If you self-host your own stream (by providing a m3u8 URL), then by default, zap.stream always shows '0 viewers' because the stream is not hosted by zap.stream's servers, so they can't possibly know the number of viewers by themselves.
Fortunately, nostr NIP53 Live Activies
replaceable events
may contain a special current_participants
tag that signals to nostr clients
the number of live stream viewers.
There was no previously existing software that allowed to change that tag.
I made viewercount
so that you can run it on the same machine that is hosting
the m3u8 live stream and periodically update the current_participants
tag of
your live stream NIP53 events.
cargo install viewercount
The viewercount
binary will be in ~/.cargo/bin/viewercount
Or manually:
git clone https://github.com/sommerfelddev/viewercount
cd viewercount
cargo build --release
The viewercount
binary will be in target/release/viewercount
.
Usage: viewercount [OPTIONS] [NADDRS]...
Arguments:
[NADDRS]... specific naddrs of Live Events to update, if none, all user authored Live Events that are 'live' will be updated
Options:
-i, --interval <INTERVAL> watch interval in seconds [default: 60]
--reset-nip46 remove previously cached NIP46 signer credentials and ask for new ones
--use-nsecbunker use an externally provided nsecbunker URI instead of generating a nostrconnectURI by default
-h, --help Print help
-V, --version Print version
You can just run it without any arguments.
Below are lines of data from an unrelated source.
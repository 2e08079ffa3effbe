//! Wrapper records tying discovered states to their machine.
//!
//! A machine's hierarchy is stored as a `Tree<Reference>`: the root holds a
//! [`MachineHeader`], every other node a [`StateReference`] owning one live
//! state instance.

use crate::catalog::StateDescriptor;
use crate::core::{
    EntityId, MachineId, NodeId, State, StateContext, TransitionHistory, TransitionRequest, Tree,
};
use crate::registry::events::{LifecycleEvent, LifecycleListener, LifecyclePhase, StateEvents};
use std::any::{Any, TypeId};
use std::fmt;
use std::rc::Rc;

/// What the registry needs to know about whoever owns a machine.
///
/// Entity liveness is not part of this trait; the manager tracks it per
/// entity through `StateMachineManager::set_entity_active`.
pub trait MachineOwner {
    /// Stable registry key of this machine.
    fn machine_id(&self) -> MachineId;

    /// Entity hosting the machine, used for liveness and entity fan-out.
    fn entity(&self) -> EntityId;

    /// Machine kind, looked up in the state catalog.
    fn kind(&self) -> &str;

    /// Data shared with every state hook through [`StateContext::context`].
    fn context(&self) -> Rc<dyn Any> {
        Rc::new(())
    }
}

/// Ready-made [`MachineOwner`] for hosts without their own owner type.
#[derive(Clone)]
pub struct MachineHandle {
    id: MachineId,
    entity: EntityId,
    kind: String,
    context: Rc<dyn Any>,
}

impl MachineHandle {
    pub fn new(kind: impl Into<String>, entity: EntityId) -> Self {
        Self {
            id: MachineId::new(),
            entity,
            kind: kind.into(),
            context: Rc::new(()),
        }
    }

    pub fn with_id(mut self, id: MachineId) -> Self {
        self.id = id;
        self
    }

    pub fn with_context(mut self, context: Rc<dyn Any>) -> Self {
        self.context = context;
        self
    }
}

impl MachineOwner for MachineHandle {
    fn machine_id(&self) -> MachineId {
        self.id
    }

    fn entity(&self) -> EntityId {
        self.entity
    }

    fn kind(&self) -> &str {
        &self.kind
    }

    fn context(&self) -> Rc<dyn Any> {
        Rc::clone(&self.context)
    }
}

impl fmt::Debug for MachineHandle {
    fn fmt(&self, f: &mut fmt::Formatter<'_>) -> fmt::Result {
        f.debug_struct("MachineHandle")
            .field("id", &self.id)
            .field("entity", &self.entity)
            .field("kind", &self.kind)
            .finish_non_exhaustive()
    }
}

/// Root payload of a machine's tree.
#[derive(Clone, Debug, PartialEq, Eq)]
pub struct MachineHeader {
    pub machine: MachineId,
    pub kind: String,
}

/// A discovered state together with its live instance.
pub struct StateReference {
    machine: MachineId,
    state_type: TypeId,
    state_name: &'static str,
    state: Box<dyn State>,
    events: StateEvents,
}

impl StateReference {
    pub(crate) fn discover(machine: MachineId, descriptor: &StateDescriptor) -> Self {
        Self {
            machine,
            state_type: descriptor.type_id(),
            state_name: descriptor.name(),
            state: descriptor.instantiate(),
            events: StateEvents::default(),
        }
    }

    pub fn machine(&self) -> MachineId {
        self.machine
    }

    pub fn state_type(&self) -> TypeId {
        self.state_type
    }

    pub fn state_name(&self) -> &'static str {
        self.state_name
    }

    pub fn state(&self) -> &dyn State {
        self.state.as_ref()
    }

    pub fn state_mut(&mut self) -> &mut dyn State {
        self.state.as_mut()
    }

    pub fn events(&self) -> &StateEvents {
        &self.events
    }

    pub fn events_mut(&mut self) -> &mut StateEvents {
        &mut self.events
    }
}

impl fmt::Debug for StateReference {
    fn fmt(&self, f: &mut fmt::Formatter<'_>) -> fmt::Result {
        f.debug_struct("StateReference")
            .field("machine", &self.machine)
            .field("state_name", &self.state_name)
            .field("state", &self.state)
            .field("events", &self.events)
            .finish()
    }
}

/// Payload of a machine tree node.
#[derive(Debug)]
pub enum Reference {
    Machine(MachineHeader),
    State(StateReference),
}

impl Reference {
    pub fn machine(&self) -> MachineId {
        match self {
            Self::Machine(header) => header.machine,
            Self::State(state) => state.machine,
        }
    }

    pub fn state_type(&self) -> Option<TypeId> {
        self.as_state().map(StateReference::state_type)
    }

    pub fn as_state(&self) -> Option<&StateReference> {
        match self {
            Self::State(state) => Some(state),
            Self::Machine(_) => None,
        }
    }

    pub fn as_state_mut(&mut self) -> Option<&mut StateReference> {
        match self {
            Self::State(state) => Some(state),
            Self::Machine(_) => None,
        }
    }
}

impl PartialEq for Reference {
    fn eq(&self, other: &Self) -> bool {
        match (self, other) {
            (Self::Machine(a), Self::Machine(b)) => a == b,
            (Self::State(a), Self::State(b)) => {
                a.machine == b.machine && a.state_type == b.state_type
            }
            _ => false,
        }
    }
}

/// One active machine: its state tree and current state.
pub struct StateMachineReference {
    machine: MachineId,
    entity: EntityId,
    kind: String,
    pub(crate) current: NodeId,
    tree: Tree<Reference>,
    pub(crate) history: TransitionHistory,
    context: Rc<dyn Any>,
}

impl StateMachineReference {
    /// Build the tree for `owner`'s declared states. `None` when the
    /// blueprint holds no state at all.
    pub(crate) fn discover(
        owner: &dyn MachineOwner,
        states: &[StateDescriptor],
        history_limit: usize,
    ) -> Option<Self> {
        let machine = owner.machine_id();
        let mut tree = Tree::new(Reference::Machine(MachineHeader {
            machine,
            kind: owner.kind().to_string(),
        }));
        let root = tree.root();
        attach_states(&mut tree, root, machine, states);

        let current = tree.flatten().first().copied()?;
        Some(Self {
            machine,
            entity: owner.entity(),
            kind: owner.kind().to_string(),
            current,
            tree,
            history: TransitionHistory::new(history_limit),
            context: owner.context(),
        })
    }

    pub fn machine(&self) -> MachineId {
        self.machine
    }

    pub fn entity(&self) -> EntityId {
        self.entity
    }

    pub fn kind(&self) -> &str {
        &self.kind
    }

    pub fn state_tree(&self) -> &Tree<Reference> {
        &self.tree
    }

    pub fn history(&self) -> &TransitionHistory {
        &self.history
    }

    pub fn current_node(&self) -> NodeId {
        self.current
    }

    pub fn current_state(&self) -> Option<&StateReference> {
        self.state_at(self.current)
    }

    pub fn current_state_name(&self) -> &'static str {
        self.current_state()
            .map(StateReference::state_name)
            .unwrap_or_default()
    }

    pub fn state_at(&self, node: NodeId) -> Option<&StateReference> {
        self.tree.value(node).and_then(Reference::as_state)
    }

    pub(crate) fn state_at_mut(&mut self, node: NodeId) -> Option<&mut StateReference> {
        self.tree.value_mut(node).and_then(Reference::as_state_mut)
    }

    /// Every discovered state, in flatten order.
    pub fn states(&self) -> Vec<&StateReference> {
        self.tree
            .flatten_values()
            .into_iter()
            .filter_map(Reference::as_state)
            .collect()
    }

    /// Names from the top-level state down to the current one.
    pub fn current_path(&self) -> Vec<&'static str> {
        let mut path: Vec<_> = self
            .tree
            .ancestors(self.current)
            .filter_map(|node| self.state_at(node))
            .map(StateReference::state_name)
            .collect();
        path.reverse();
        path.push(self.current_state_name());
        path
    }

    pub fn find_by_type(&self, state_type: TypeId) -> Option<NodeId> {
        self.find(|state| state.state_type == state_type)
    }

    pub fn find_by_name(&self, name: &str) -> Option<NodeId> {
        self.find(|state| state.state_name == name)
    }

    /// Attach `listener` to the state called `state`. `false` if there is none.
    pub(crate) fn subscribe(
        &mut self,
        state: &str,
        phase: LifecyclePhase,
        listener: LifecycleListener,
    ) -> bool {
        match self
            .find_by_name(state)
            .and_then(|node| self.state_at_mut(node))
        {
            Some(target) => {
                target.events_mut().subscribe(phase, listener);
                true
            }
            None => false,
        }
    }

    pub(crate) fn resolve(&self, request: &TransitionRequest) -> Option<NodeId> {
        match request {
            TransitionRequest::ByType { type_id, .. } => self.find_by_type(*type_id),
            TransitionRequest::ByName(name) => self.find_by_name(name),
        }
    }

    fn find(&self, predicate: impl Fn(&StateReference) -> bool) -> Option<NodeId> {
        self.tree
            .flatten()
            .into_iter()
            .find(|&node| self.state_at(node).is_some_and(&predicate))
    }

    /// Run one hook of the state at `node`, then its listeners.
    pub(crate) fn run_hook(
        &mut self,
        node: NodeId,
        phase: LifecyclePhase,
        pending: &mut Option<TransitionRequest>,
    ) {
        let (machine, entity) = (self.machine, self.entity);
        let Some(Reference::State(reference)) = self.tree.value_mut(node) else {
            return;
        };

        let mut ctx = StateContext::new(
            machine,
            entity,
            reference.state_name,
            self.context.as_ref(),
            pending,
        );
        match phase {
            LifecyclePhase::Enter => reference.state.on_enter(&mut ctx),
            LifecyclePhase::Update => reference.state.on_update(&mut ctx),
            LifecyclePhase::Exit => reference.state.on_exit(&mut ctx),
        }

        reference.events.emit(&LifecycleEvent {
            machine,
            entity,
            state: reference.state_name,
            phase,
        });
    }
}

impl fmt::Debug for StateMachineReference {
    fn fmt(&self, f: &mut fmt::Formatter<'_>) -> fmt::Result {
        f.debug_struct("StateMachineReference")
            .field("machine", &self.machine)
            .field("entity", &self.entity)
            .field("kind", &self.kind)
            .field("current", &self.current_state_name())
            .field("states", &self.tree.len().saturating_sub(1))
            .finish_non_exhaustive()
    }
}

fn attach_states(
    tree: &mut Tree<Reference>,
    parent: NodeId,
    machine: MachineId,
    descriptors: &[StateDescriptor],
) {
    for descriptor in descriptors {
        let reference = Reference::State(StateReference::discover(machine, descriptor));
        if let Some(node) = tree.add_child(parent, reference) {
            attach_states(tree, node, machine, descriptor.children());
        }
    }
}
It will provide you with a in-client
auto generated
NIP46 nostrconnect URI
which you can use to login remotely using Amber,
Keystache,
nsec.app or nsecbunker.com. If
the app does not have good support for generated nostrconnect://
URIs, you can
pass --use-nsecbunker
and paste a nsecbunker URI instead of scanning a QR
code.
You just need to copy paste the URI on the first run, and it will then use your NIP65 outbox relays in combination with zap.stream's default relays.
The daemon will measure the number of live stream HLS connections by checking for system TCP sockets on source port 443 with an established state that lasts longer than 1 second.